С каждым днем он становился все более недоверчивым. Дело понятное: он ведь еще не был настоящим слепым, наделенным способностью уверенно двигаться в темноте, обостренными слухом и осязанием, однако уже не был способен видеть все своими глазами. У меня создалось впечатление, что он считает себя человеком пропащим: у него не было правильного ощущения расстояния, он совершал ошибки при движениях, спотыкался, с трудом нащупав стакан, неуклюже подносил его ко рту. То и дело раздражался, хотя из гордости пытался это скрыть.
– Это пустяки, Иглесиас, – говорил я, вместо того чтобы промолчать и притвориться, будто ничего не замечаю. Чем только усиливал его раздражение и обострял ответную реакцию – а именно этого я и добивался.
Потом я вдруг умолкал – пусть его, так сказать, окружает абсолютная тишина. Так вот: для слепого абсолютная тишина вокруг него – это как для нас темная пропасть, отделяющая нас от остального мира.

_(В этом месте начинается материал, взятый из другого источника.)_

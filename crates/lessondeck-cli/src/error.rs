//! CLI-specific error types and mappings.
//!
//! Maps the library errors onto process exit codes and the message shown
//! to the user.

use lessondeck_core::{ApiError, ErrorCode, JobFailure, SettingsError};
use lessondeck_runtime::SupervisorError;
use thiserror::Error;

/// CLI-specific error type.
#[derive(Debug, Error)]
pub enum CliError {
    /// The presentation API refused or failed a request.
    #[error("{}", .0.display_with_details())]
    Api(ApiError),

    /// A job or export ended unsuccessfully.
    #[error("{}", describe_failure(.0))]
    Job(JobFailure),

    /// Argument parsing error.
    #[error("Invalid arguments: {0}")]
    Arguments(String),

    /// IO error (file not found, permission denied, etc.).
    #[error("IO error: {0}")]
    Io(String),

    /// Configuration error.
    #[error("Configuration error: {0}")]
    Config(String),

    /// The local backend could not be started.
    #[error("Backend error: {0}")]
    Backend(String),

    /// Stopped with Ctrl-C before the job finished.
    #[error("Interrupted")]
    Interrupted,
}

impl CliError {
    /// Map error to appropriate exit code.
    ///
    /// Exit codes follow Unix conventions:
    /// - 0: Success
    /// - 1: General error
    /// - 2: Misuse of shell command (invalid arguments)
    /// - 64-78: Reserved for specific error categories (see sysexits.h)
    pub const fn exit_code(&self) -> u8 {
        match self {
            Self::Api(error) => match error.code {
                ErrorCode::Validation => 65,                   // EX_DATAERR
                ErrorCode::NotFound => 66,                     // EX_NOINPUT
                ErrorCode::Network | ErrorCode::Timeout => 69, // EX_UNAVAILABLE
                ErrorCode::Permission => 77,                   // EX_NOPERM
                _ => 1,
            },
            Self::Job(_) => 1,
            Self::Arguments(_) => 2, // EX_USAGE
            Self::Io(_) => 74,       // EX_IOERR
            Self::Config(_) => 78,   // EX_CONFIG
            Self::Backend(_) => 71,  // EX_OSERR
            Self::Interrupted => 130,
        }
    }
}

impl From<ApiError> for CliError {
    fn from(err: ApiError) -> Self {
        Self::Api(err)
    }
}

impl From<JobFailure> for CliError {
    fn from(failure: JobFailure) -> Self {
        Self::Job(failure)
    }
}

impl From<SupervisorError> for CliError {
    fn from(err: SupervisorError) -> Self {
        match err {
            SupervisorError::ExitedDuringStartup {
                port,
                recent_output,
            } if !recent_output.is_empty() => Self::Backend(format!(
                "backend exited during startup on port {port}; last output:\n{}",
                recent_output.join("\n")
            )),
            other => Self::Backend(other.to_string()),
        }
    }
}

impl From<SettingsError> for CliError {
    fn from(err: SettingsError) -> Self {
        Self::Config(err.to_string())
    }
}

impl From<std::io::Error> for CliError {
    fn from(err: std::io::Error) -> Self {
        Self::Io(err.to_string())
    }
}

fn describe_failure(failure: &JobFailure) -> String {
    let outcome = if failure.is_cancelled() { "Cancelled" } else { "Failed" };
    format!("{outcome} {}: {}", failure.job_id, failure.message)
}

/// Exit code for an error returned from a handler.
pub fn exit_code_for(err: &anyhow::Error) -> u8 {
    err.downcast_ref::<CliError>().map_or(1, CliError::exit_code)
}

#[cfg(test)]
mod tests {
    use super::*;

    #[test]
    fn test_exit_codes() {
        assert_eq!(CliError::Arguments("x".into()).exit_code(), 2);
        assert_eq!(CliError::Config("x".into()).exit_code(), 78);
        assert_eq!(CliError::Api(ApiError::network("down")).exit_code(), 69);
        assert_eq!(
            CliError::from(SupervisorError::NoPortAvailable { start: 8000, end: 8001 }).exit_code(),
            71
        );
    }

    #[test]
    fn test_job_failure_message() {
        let failed = CliError::from(JobFailure::failed("job-1", "renderer crashed"));
        assert_eq!(failed.to_string(), "Failed job-1: renderer crashed");
        let cancelled = CliError::from(JobFailure::cancelled("job-2", None));
        assert!(cancelled.to_string().starts_with("Cancelled job-2"));
    }

    #[test]
    fn test_exit_code_through_anyhow() {
        let err = anyhow::Error::from(CliError::Io("disk".into()));
        assert_eq!(exit_code_for(&err), 74);
        assert_eq!(exit_code_for(&anyhow::anyhow!("plain")), 1);
    }
}
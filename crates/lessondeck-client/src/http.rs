//! HTTP backend abstraction for the presentation API.
//!
//! The backend performs exactly one request and reports what came back.
//! Status classification and retries live in the client's request
//! executor, so a backend never retries on its own.

use std::net::IpAddr;
use std::time::Duration;

use async_trait::async_trait;
use bytes::Bytes;
use lessondeck_core::ApiError;
use reqwest::Method;
use reqwest::header::{CONTENT_TYPE, RETRY_AFTER};
use url::Url;

use crate::config::ClientConfig;

// ============================================================================
// Request / Response
// ============================================================================

/// One outgoing request.
#[derive(Debug, Clone)]
pub struct HttpRequest {
    pub method: Method,
    pub url: Url,
    /// JSON body, if any.
    pub body: Option<serde_json::Value>,
    pub timeout: Duration,
}

impl HttpRequest {
    pub const fn new(method: Method, url: Url, timeout: Duration) -> Self {
        Self {
            method,
            url,
            body: None,
            timeout,
        }
    }

    #[must_use]
    pub fn with_json(mut self, body: serde_json::Value) -> Self {
        self.body = Some(body);
        self
    }
}

/// Whatever the server answered, success or not.
#[derive(Debug, Clone)]
pub struct HttpResponse {
    pub status: u16,
    /// `Retry-After` in seconds, when present and numeric.
    pub retry_after: Option<u64>,
    pub content_type: Option<String>,
    pub body: Bytes,
}

impl HttpResponse {
    pub const fn is_success(&self) -> bool {
        self.status >= 200 && self.status < 300
    }

    /// Translate a non-success response into the error taxonomy.
    pub fn to_error(&self) -> ApiError {
        ApiError::from_response(self.status, &self.body, self.retry_after)
    }
}

// ============================================================================
// HTTP Backend Trait
// ============================================================================

/// Trait for HTTP backends.
///
/// This abstraction allows for dependency injection of HTTP clients,
/// making it easy to test code that depends on HTTP requests.
/// Transport failures (no response at all) come back as `Err`; every
/// response, including 4xx/5xx, comes back as `Ok`.
#[async_trait]
pub trait HttpBackend: Send + Sync {
    async fn send(&self, request: &HttpRequest) -> Result<HttpResponse, ApiError>;
}

// ============================================================================
// Reqwest Backend
// ============================================================================

/// Production HTTP backend using reqwest.
pub struct ReqwestBackend {
    client: reqwest::Client,
}

impl ReqwestBackend {
    /// Create a new reqwest backend with the given configuration.
    ///
    /// Proxies are bypassed when the API lives on a loopback address.
    pub fn new(config: &ClientConfig) -> Result<Self, ApiError> {
        let mut builder = reqwest::Client::builder()
            .user_agent(config.user_agent.clone())
            .connect_timeout(config.connect_timeout);
        if is_loopback(&config.api_base_url) {
            builder = builder.no_proxy();
        }
        let client = builder
            .build()
            .map_err(|e| ApiError::internal(format!("failed to create HTTP client: {e}")))?;
        Ok(Self { client })
    }
}

fn is_loopback(base_url: &str) -> bool {
    let Ok(url) = Url::parse(base_url) else {
        return false;
    };
    match url.host_str() {
        Some("localhost") => true,
        Some(host) => host
            .trim_matches(|c| c == '[' || c == ']')
            .parse::<IpAddr>()
            .is_ok_and(|ip| ip.is_loopback()),
        None => false,
    }
}

/// Map a reqwest failure (no usable response) into the taxonomy.
pub(crate) fn map_transport_error(error: &reqwest::Error) -> ApiError {
    if error.is_timeout() {
        ApiError::timeout(format!("request timed out: {error}"))
    } else if error.is_decode() || error.is_body() {
        ApiError::internal(format!("failed to read response: {error}"))
    } else {
        ApiError::network(format!("request failed: {error}"))
    }
}

#[async_trait]
impl HttpBackend for ReqwestBackend {
    async fn send(&self, request: &HttpRequest) -> Result<HttpResponse, ApiError> {
        let mut builder = self
            .client
            .request(request.method.clone(), request.url.clone())
            .timeout(request.timeout);
        if let Some(body) = &request.body {
            builder = builder.json(body);
        }

        let response = builder.send().await.map_err(|e| map_transport_error(&e))?;
        let status = response.status().as_u16();
        let headers = response.headers();
        let retry_after = headers
            .get(RETRY_AFTER)
            .and_then(|v| v.to_str().ok())
            .and_then(|v| v.trim().parse::<u64>().ok());
        let content_type = headers
            .get(CONTENT_TYPE)
            .and_then(|v| v.to_str().ok())
            .map(ToString::to_string);
        let body = response.bytes().await.map_err(|e| map_transport_error(&e))?;

        Ok(HttpResponse {
            status,
            retry_after,
            content_type,
            body,
        })
    }
}

// ============================================================================
// Fake Backend for Testing
// ============================================================================
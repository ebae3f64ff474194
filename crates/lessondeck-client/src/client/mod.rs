//! Typed client for the presentation API.
//!
//! Every request goes through [`PresentationApiClient::execute`], which
//! translates failures into [`ApiError`] and applies the operation's
//! [`RetryPolicy`]. Nothing else in the crate retries a request.

mod exports;
mod jobs;

use std::sync::Arc;

use lessondeck_core::ApiError;
use reqwest::Method;
use serde::de::DeserializeOwned;
use tracing::{debug, warn};
use url::Url;

use crate::config::ClientConfig;
use crate::endpoints::parse_base_url;
use crate::http::{HttpBackend, HttpRequest, HttpResponse, ReqwestBackend};
use crate::retry::RetryPolicy;

pub use exports::ExportStatusSource;
pub use jobs::PollOptions;

// ============================================================================
// Client
// ============================================================================

/// Client for the presentation API.
///
/// Generic over the HTTP backend so tests can inject canned responses.
/// Production code uses the default `ReqwestBackend`. Cloning is cheap and
/// clones share the backend.
pub struct PresentationApiClient<B: HttpBackend = ReqwestBackend> {
    pub(crate) backend: Arc<B>,
    pub(crate) config: Arc<ClientConfig>,
    pub(crate) base_url: Url,
}

impl<B: HttpBackend> Clone for PresentationApiClient<B> {
    fn clone(&self) -> Self {
        Self {
            backend: Arc::clone(&self.backend),
            config: Arc::clone(&self.config),
            base_url: self.base_url.clone(),
        }
    }
}

impl PresentationApiClient {
    /// Create a new client with the given configuration.
    pub fn new(config: ClientConfig) -> Result<Self, ApiError> {
        let backend = ReqwestBackend::new(&config)?;
        Self::with_backend(config, backend)
    }
}

impl<B: HttpBackend> PresentationApiClient<B> {
    /// Create a client with a custom backend.
    pub fn with_backend(config: ClientConfig, backend: B) -> Result<Self, ApiError> {
        let base_url = parse_base_url(&config.api_base_url)?;
        Ok(Self {
            backend: Arc::new(backend),
            config: Arc::new(config),
            base_url,
        })
    }

    pub fn config(&self) -> &ClientConfig {
        &self.config
    }

    pub(crate) fn request(&self, method: Method, url: Url) -> HttpRequest {
        HttpRequest::new(method, url, self.config.timeout)
    }

    /// Send a request, retrying per `policy`.
    ///
    /// Only errors with `retry_recommended` are retried. A `Retry-After`
    /// hint replaces the computed delay.
    pub(crate) async fn execute(
        &self,
        request: &HttpRequest,
        policy: RetryPolicy,
    ) -> Result<HttpResponse, ApiError> {
        let mut retry = 0;
        loop {
            let error = match self.backend.send(request).await {
                Ok(response) if response.is_success() => return Ok(response),
                Ok(response) => response.to_error(),
                Err(error) => error,
            };

            if !error.retry_recommended || retry >= policy.max_retries {
                debug!(
                    method = %request.method,
                    url = %request.url,
                    code = ?error.code,
                    "request failed"
                );
                return Err(error);
            }

            retry += 1;
            let delay = policy.delay_for(retry, error.retry_after_seconds);
            warn!(
                method = %request.method,
                url = %request.url,
                attempt = retry,
                delay_ms = u64::try_from(delay.as_millis()).unwrap_or(u64::MAX),
                error = %error.technical_message,
                "retrying request"
            );
            tokio::time::sleep(delay).await;
        }
    }

    /// Execute and decode a JSON body.
    pub(crate) async fn execute_json<T: DeserializeOwned>(
        &self,
        request: &HttpRequest,
        policy: RetryPolicy,
    ) -> Result<T, ApiError> {
        let response = self.execute(request, policy).await?;
        decode_json(&response, &request.url)
    }
}

pub(crate) fn decode_json<T: DeserializeOwned>(
    response: &HttpResponse,
    url: &Url,
) -> Result<T, ApiError> {
    serde_json::from_slice(&response.body).map_err(|e| {
        ApiError::internal(format!("invalid response from {url}: {e}"))
            .not_retryable()
    })
}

Он впадает в растерянность, все его связи с внешним миром исчезают в том мраке, каковым для слепых является абсолютная тишина. Им приходится настороженно ловить малейший шум, опасность поджидает их со всех сторон.
В такие моменты они чувствуют себя одинокими и беспомощными. Обычное тиканье часов для них как огонек вдали, тот огонек, который в детских сказках вдруг видится устрашенному герою, когда он считает, что заблудился в чаще.
Тогда я тихонько, словно ненароком, ударял пальцем по столу или по стулу и замечал, как Иглесиас мгновенно всем своим существом устремлялся с болезненной тревогой в этом направлении. Вероятно, в одиночестве своем он спрашивал себя: чего хочет Видаль? Где он? Почему так долго молчал?